• [YOUR ASSIGNMENT]:
The answer is to contain only the line containing "components::section_header(ui, title, colors);" and the lines after it through the last one, each reproduced exactly as it appears below.

• [PROVIDED RECORDS]:
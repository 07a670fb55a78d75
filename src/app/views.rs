//! Page rendering (overview, sales, records, footer, error panel)

use super::App;
use crate::constants::STATUS_ONLINE;
use crate::data::{self, RECORDS};
use crate::error::DashboardError;
use crate::theme::{self, ThemeColors};
use crate::types::{KpiCard, OrderStatus};
use crate::ui::charts;
use crate::ui::components::{self, CardFragment};
use crate::utils::{format_currency, format_updated};
use eframe::egui;

const TREND_PRESETS: [usize; 3] = [7, 30, 90];

impl App {
    pub(crate) fn render_overview(&mut self, ui: &mut egui::Ui) {
        let colors = self.pass.colors;
        kpi_row(ui, &data::overview_cards(), &colors);
        ui.add_space(theme::SPACING_XXL);

        let pass = &self.pass;
        split_row(
            ui,
            |ui| {
                chart_panel(ui, "📈 Monthly Growth Trend", &colors, |ui| {
                    charts::area_chart(ui, &pass.data.growth, &pass.growth_series, &colors, theme::CHART_HEIGHT);
                });
            },
            |ui| {
                chart_panel(ui, "🎯 Audience Split", &colors, |ui| {
                    charts::bar_chart(ui, &pass.data.audience, colors.bar, &colors, theme::CHART_HEIGHT);
                });
            },
        );
    }

    pub(crate) fn render_sales(&mut self, ui: &mut egui::Ui) {
        let colors = self.pass.colors;
        kpi_row(ui, &data::sales_cards(), &colors);
        ui.add_space(theme::SPACING_XXL);

        let mut preset = None;
        let pass = &self.pass;
        let trend_days = pass.data.trend_days;
        split_row(
            ui,
            |ui| {
                chart_panel(ui, &format!("📊 {}-day trend", trend_days), &colors, |ui| {
                    ui.horizontal(|ui| {
                        for days in TREND_PRESETS {
                            if ui
                                .selectable_label(days == trend_days, format!("{}d", days))
                                .clicked()
                            {
                                preset = Some(days);
                            }
                        }
                    });
                    charts::area_chart(ui, &pass.data.sales_trend, &pass.growth_series, &colors, theme::CHART_HEIGHT);
                });
            },
            |ui| {
                chart_panel(ui, "🧭 Channel Mix", &colors, |ui| {
                    charts::pie_chart(ui, &pass.data.channels, &pass.channel_series, &colors, theme::CHART_HEIGHT);
                });
            },
        );

        if let Some(days) = preset {
            self.set_trend_days(days);
        }
    }

    pub(crate) fn render_records(&mut self, ui: &mut egui::Ui) {
        use egui_extras::{Column, TableBuilder};

        let colors = self.pass.colors;
        components::section_header(ui, "🗂 Recent Orders", &colors);
        theme::card_frame(&colors).show(ui, |ui| {
            ui.set_width(ui.available_width());
            TableBuilder::new(ui)
                .striped(true)
                .resizable(false)
                .vscroll(false)
                .cell_layout(egui::Layout::left_to_right(egui::Align::Center))
                .column(Column::exact(70.0))
                .column(Column::remainder())
                .column(Column::remainder())
                .column(Column::exact(100.0))
                .column(Column::exact(100.0))
                .column(Column::exact(100.0))
                .header(theme::ROW_HEIGHT, |mut header| {
                    for title in ["ORDER", "CUSTOMER", "PRODUCT", "AMOUNT", "STATUS", "DATE"] {
                        header.col(|ui| {
                            ui.label(
                                egui::RichText::new(title)
                                    .size(theme::FONT_SMALL)
                                    .strong()
                                    .color(colors.text_muted),
                            );
                        });
                    }
                })
                .body(|mut body| {
                    for record in RECORDS.iter() {
                        body.row(theme::ROW_HEIGHT, |mut row| {
                            row.col(|ui| {
                                ui.label(record.order_id);
                            });
                            row.col(|ui| {
                                ui.label(record.customer);
                            });
                            row.col(|ui| {
                                ui.label(record.product);
                            });
                            row.col(|ui| {
                                ui.label(format_currency(record.amount));
                            });
                            row.col(|ui| {
                                ui.label(
                                    egui::RichText::new(record.status.label())
                                        .color(status_color(record.status)),
                                );
                            });
                            row.col(|ui| {
                                ui.label(record.date);
                            });
                        });
                    }
                });
        });
    }

    pub(crate) fn render_footer(&self, ui: &mut egui::Ui) {
        let colors = &self.pass.colors;
        components::divider(ui, colors);
        ui.vertical_centered(|ui| {
            ui.label(
                egui::RichText::new(format!("{} | {}", STATUS_ONLINE, format_updated(self.pass.rendered_at)))
                    .size(theme::FONT_LABEL)
                    .color(colors.text_muted),
            );
        });
    }
}

/// Equal-width row of KPI cards
fn kpi_row(ui: &mut egui::Ui, cards: &[KpiCard], colors: &ThemeColors) {
    ui.columns(cards.len(), |cols| {
        for (col, card) in cols.iter_mut().zip(cards) {
            components::render_card(col, &CardFragment::new(card), colors);
        }
    });
}

/// Two panels side by side, 2:1 width
fn split_row(ui: &mut egui::Ui, left: impl FnOnce(&mut egui::Ui), right: impl FnOnce(&mut egui::Ui)) {
    let gap = theme::SPACING_XL;
    let avail = ui.available_width() - gap;
    ui.horizontal_top(|ui| {
        ui.spacing_mut().item_spacing.x = gap;
        ui.allocate_ui(egui::vec2(avail * 2.0 / 3.0, 0.0), |ui| {
            ui.set_width(avail * 2.0 / 3.0);
            left(ui);
        });
        ui.allocate_ui(egui::vec2(avail / 3.0, 0.0), |ui| {
            ui.set_width(avail / 3.0);
            right(ui);
        });
    });
}

fn chart_panel(ui: &mut egui::Ui, title: &str, colors: &ThemeColors, add_contents: impl FnOnce(&mut egui::Ui)) {
    theme::card_frame(colors).show(ui, |ui| {
        ui.set_width(ui.available_width());
        components::section_header(ui, title, colors);
        add_contents(ui);
    });
}

fn status_color(status: OrderStatus) -> egui::Color32 {
    match status {
        OrderStatus::Delivered => theme::ACCENT_GREEN,
        OrderStatus::Shipped => theme::ACCENT_BLUE,
        OrderStatus::Pending => theme::ACCENT_ORANGE,
        OrderStatus::Cancelled => theme::ACCENT_RED,
    }
}

/// Full-page replacement shown when a render pass fails. Returns true on retry.
pub(crate) fn error_panel(ui: &mut egui::Ui, err: &DashboardError, colors: &ThemeColors) -> bool {
    let mut retry = false;
    ui.vertical_centered(|ui| {
        ui.add_space(ui.available_height() / 4.0);
        ui.label(
            egui::RichText::new(egui_phosphor::regular::WARNING_CIRCLE)
                .size(48.0)
                .color(theme::DELTA_DOWN),
        );
        ui.add_space(theme::SPACING_MD);
        ui.label(
            egui::RichText::new("This page could not be rendered")
                .size(theme::FONT_HEADING)
                .strong()
                .color(colors.text),
        );
        ui.label(egui::RichText::new(err.to_string()).color(colors.text_muted));
        ui.add_space(theme::SPACING_LG);
        if ui.add(theme::button_primary("Try again", colors)).clicked() {
            retry = true;
        }
    });
    retry
}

• [SOLUTION TO THE PROBLEM]:
        components::section_header(ui, title, colors);
        add_contents(ui);
    });
}

fn status_color(status: OrderStatus) -> egui::Color32 {
    match status {
        OrderStatus::Delivered => theme::ACCENT_GREEN,
        OrderStatus::Shipped => theme::ACCENT_BLUE,
        OrderStatus::Pending => theme::ACCENT_ORANGE,
        OrderStatus::Cancelled => theme::ACCENT_RED,
    }
}

/// Full-page replacement shown when a render pass fails. Returns true on retry.
pub(crate) fn error_panel(ui: &mut egui::Ui, err: &DashboardError, colors: &ThemeColors) -> bool {
    let mut retry = false;
    ui.vertical_centered(|ui| {
        ui.add_space(ui.available_height() / 4.0);
        ui.label(
            egui::RichText::new(egui_phosphor::regular::WARNING_CIRCLE)
                .size(48.0)
                .color(theme::DELTA_DOWN),
        );
        ui.add_space(theme::SPACING_MD);
        ui.label(
            egui::RichText::new("This page could not be rendered")
                .size(theme::FONT_HEADING)
                .strong()
                .color(colors.text),
        );
        ui.label(egui::RichText::new(err.to_string()).color(colors.text_muted));
        ui.add_space(theme::SPACING_LG);
        if ui.add(theme::button_primary("Try again", colors)).clicked() {
            retry = true;
        }
    });
    retry
}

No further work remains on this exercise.